*TASK TO CARRY OUT:* Reproduce exactly the lines from the top of the records below through the line holding "least one element.".

*DATA TO USE:*
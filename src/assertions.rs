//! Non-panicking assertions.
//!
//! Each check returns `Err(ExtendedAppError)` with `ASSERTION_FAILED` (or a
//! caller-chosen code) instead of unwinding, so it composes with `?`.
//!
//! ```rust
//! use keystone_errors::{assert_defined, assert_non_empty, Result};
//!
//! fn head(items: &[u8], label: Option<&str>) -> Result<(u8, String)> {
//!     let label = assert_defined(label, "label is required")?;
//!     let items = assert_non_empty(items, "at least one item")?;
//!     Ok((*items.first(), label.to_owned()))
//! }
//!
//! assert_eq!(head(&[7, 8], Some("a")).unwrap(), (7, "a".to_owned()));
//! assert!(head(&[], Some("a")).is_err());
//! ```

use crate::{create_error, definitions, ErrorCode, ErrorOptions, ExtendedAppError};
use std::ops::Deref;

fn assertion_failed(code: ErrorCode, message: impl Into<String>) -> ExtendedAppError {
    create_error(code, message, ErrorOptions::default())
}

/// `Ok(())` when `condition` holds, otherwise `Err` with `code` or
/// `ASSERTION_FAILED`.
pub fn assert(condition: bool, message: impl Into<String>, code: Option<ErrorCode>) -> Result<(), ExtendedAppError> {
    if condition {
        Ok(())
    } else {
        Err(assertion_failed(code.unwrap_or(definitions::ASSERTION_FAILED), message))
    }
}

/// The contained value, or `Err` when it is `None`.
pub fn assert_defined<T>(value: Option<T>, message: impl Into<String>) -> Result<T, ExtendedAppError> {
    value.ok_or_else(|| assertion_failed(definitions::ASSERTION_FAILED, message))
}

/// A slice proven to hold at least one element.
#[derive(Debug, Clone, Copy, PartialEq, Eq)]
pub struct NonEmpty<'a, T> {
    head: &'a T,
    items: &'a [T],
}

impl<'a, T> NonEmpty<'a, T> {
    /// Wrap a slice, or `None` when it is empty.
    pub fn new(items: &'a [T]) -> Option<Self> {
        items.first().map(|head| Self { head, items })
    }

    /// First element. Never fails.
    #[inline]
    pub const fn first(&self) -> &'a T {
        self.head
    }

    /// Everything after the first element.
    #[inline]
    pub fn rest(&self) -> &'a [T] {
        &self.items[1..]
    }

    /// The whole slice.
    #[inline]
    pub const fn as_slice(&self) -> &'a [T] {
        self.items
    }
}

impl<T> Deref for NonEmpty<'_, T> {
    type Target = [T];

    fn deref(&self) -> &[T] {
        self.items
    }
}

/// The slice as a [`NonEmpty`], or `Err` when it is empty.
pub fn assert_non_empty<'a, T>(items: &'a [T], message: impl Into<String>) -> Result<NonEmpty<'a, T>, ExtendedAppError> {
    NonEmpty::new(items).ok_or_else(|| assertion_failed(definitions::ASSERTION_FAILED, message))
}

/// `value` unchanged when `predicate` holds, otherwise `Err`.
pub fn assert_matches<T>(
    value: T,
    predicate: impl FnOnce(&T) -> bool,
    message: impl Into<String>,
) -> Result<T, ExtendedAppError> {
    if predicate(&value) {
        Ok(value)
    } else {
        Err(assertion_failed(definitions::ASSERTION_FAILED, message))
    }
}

*RESPONSE TO THE EXERCISE:*
filename src/assertions.rs
//! Non-panicking assertions.
//!
//! Each check returns `Err(ExtendedAppError)` with `ASSERTION_FAILED` (or a
//! caller-chosen code) instead of unwinding, so it composes with `?`.
//!
//! ```rust
//! use keystone_errors::{assert_defined, assert_non_empty, Result};
//!
//! fn head(items: &[u8], label: Option<&str>) -> Result<(u8, String)> {
//!     let label = assert_defined(label, "label is required")?;
//!     let items = assert_non_empty(items, "at least one item")?;
//!     Ok((*items.first(), label.to_owned()))
//! }
//!
//! assert_eq!(head(&[7, 8], Some("a")).unwrap(), (7, "a".to_owned()));
//! assert!(head(&[], Some("a")).is_err());
//! ```

use crate::{create_error, definitions, ErrorCode, ErrorOptions, ExtendedAppError};
use std::ops::Deref;

fn assertion_failed(code: ErrorCode, message: impl Into<String>) -> ExtendedAppError {
    create_error(code, message, ErrorOptions::default())
}

/// `Ok(())` when `condition` holds, otherwise `Err` with `code` or
/// `ASSERTION_FAILED`.
pub fn assert(condition: bool, message: impl Into<String>, code: Option<ErrorCode>) -> Result<(), ExtendedAppError> {
    if condition {
        Ok(())
    } else {
        Err(assertion_failed(code.unwrap_or(definitions::ASSERTION_FAILED), message))
    }
}

/// The contained value, or `Err` when it is `None`.
pub fn assert_defined<T>(value: Option<T>, message: impl Into<String>) -> Result<T, ExtendedAppError> {
    value.ok_or_else(|| assertion_failed(definitions::ASSERTION_FAILED, message))
}

/// A slice proven to hold at least one element.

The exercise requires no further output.